The normal use of rumor as a verb in English is in passive constructions such as

This armor is rumored to have innate resistance to death and mind attack ...

In most of the examples you cite in your question (all but the first and fifth examples), "somebody rumored" is being used as a telescoped form of "somebody [who is/was] rumored"; if you add "who is" or "who was" to each of those examples, you'll see how the dropped phrase works in the implied complete sentence.

It is not generally appropriate to use rumor as an active verb in constructions such as

Fred rumors about everyone, so people tend to avoid him.

For purposes of the sentence you ask about, a more frequent construction in English would be

Rumor has it that this armor has innate resistance to death and mind attack, but it is totally wrong ...
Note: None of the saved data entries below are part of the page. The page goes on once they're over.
//! ``src/controller/external.rs``
//!
//! Steps that need the whole terminal: the editor, a user shell command and
//! the update check. The session only describes them; the binary releases
//! the terminal, calls [`ExternalStep::run`], takes the terminal back and
//! hands the outcome to `Session::resume`.

use std::path::{Path, PathBuf};
use std::process::ExitStatus;

use tokio::io::{AsyncBufReadExt, AsyncWriteExt, BufReader};
use tokio::process::Command;
use tracing::{info, instrument};

use crate::error::AppError;
use crate::util::humanize::shell_quote;

const FALLBACK_EDITORS: [&str; 3] = ["nvim", "vim", "nano"];
const FILE_PLACEHOLDER: &str = "{file}";

#[derive(Debug, Clone, PartialEq, Eq)]
pub enum ExternalStep {
    Edit { editor: String, path: PathBuf },
    RunCommand { command: String },
    CheckForUpdates { command: String },
}

impl ExternalStep {
    /// Run to completion with inherited stdio. Returns the status message
    /// to show once the session is back.
    #[instrument(skip(self), fields(step = ?self))]
    pub async fn run(&self) -> Result<String, AppError> {
        match self {
            Self::Edit { editor, path } => {
                let status = Command::new(editor)
                    .arg(path)
                    .status()
                    .await
                    .map_err(|e| AppError::from_io("edit", path.as_path(), e))?;
                check_status(editor, status)?;
                Ok(format!("Edited with {editor}"))
            }

            Self::RunCommand { command } => {
                let status = shell(command).await?;
                info!(marker = "EXTERNAL_COMMAND", "`{command}` exited with {status}");
                wait_for_enter().await?;
                Ok(format!("Command executed: {command}"))
            }

            Self::CheckForUpdates { command } => {
                println!("Checking for updates...\n");
                let status = shell(command).await?;
                wait_for_enter().await?;
                check_status(command, status)?;
                Ok("Update check finished".to_string())
            }
        }
    }
}

/// `configured`, else the first of nvim, vim, nano found on PATH.
#[must_use]
pub fn resolve_editor(configured: Option<&str>) -> Option<String> {
    if let Some(editor) = configured.map(str::trim).filter(|e| !e.is_empty()) {
        return Some(editor.to_string());
    }
    FALLBACK_EDITORS
        .iter()
        .find(|e| which::which(e).is_ok())
        .map(|e| (*e).to_string())
}

/// Substitute `{file}` with the quoted path, or append it when the template
/// has no placeholder.
#[must_use]
pub fn build_command(template: &str, file: &Path) -> String {
    let quoted = shell_quote(&file.to_string_lossy());
    if template.contains(FILE_PLACEHOLDER) {
        template.replace(FILE_PLACEHOLDER, &quoted)
    } else {
        format!("{template} {quoted}")
    }
}

async fn shell(command: &str) -> Result<ExitStatus, AppError> {
    Command::new("sh")
        .arg("-c")
        .arg(command)
        .status()
        .await
        .map_err(|e| AppError::ExternalCmd {
            cmd: command.to_string(),
            code: None,
            stderr: e.to_string(),
        })
}

fn check_status(cmd: &str, status: ExitStatus) -> Result<(), AppError> {
    if status.success() {
        Ok(())
    } else {
        Err(AppError::ExternalCmd {
            cmd: cmd.to_string(),
            code: status.code(),
            stderr: String::new(),
        })
    }
}

async fn wait_for_enter() -> Result<(), AppError> {
    let mut stdout = tokio::io::stdout();
    stdout.write_all(b"\n\nPress Enter to continue...").await?;
    stdout.flush().await?;

    let mut line = String::new();
    BufReader::new(tokio::io::stdin()).read_line(&mut line).await?;
    Ok(())
}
where rumor functions as a noun.


Answer to Q2

You could certainly say or write "Somebody gossiped that" or "Somebody speculated that" or even "Somebody said that"—though as you suspect, the different verb choices have different implications. In particular, "Somebody gossiped that" implies disapproval in a way that the other two options do not. Another possibility with pejorative overtones is "Somebody spread the rumor that..."


Answer to Q3

The normal critical form of the expression you give—with rumor used as a verb—would be along the lines of

Come on, man, is anything rumored about this stuff nowadays? It's so outdated that nobody cares about it anymore.

Or you could express rumor as noun and achieve the same effective result. However, this would not be a negative sentence in the sense of denying a postulate; it would simply be a response that expresses scorn for the rumor in question.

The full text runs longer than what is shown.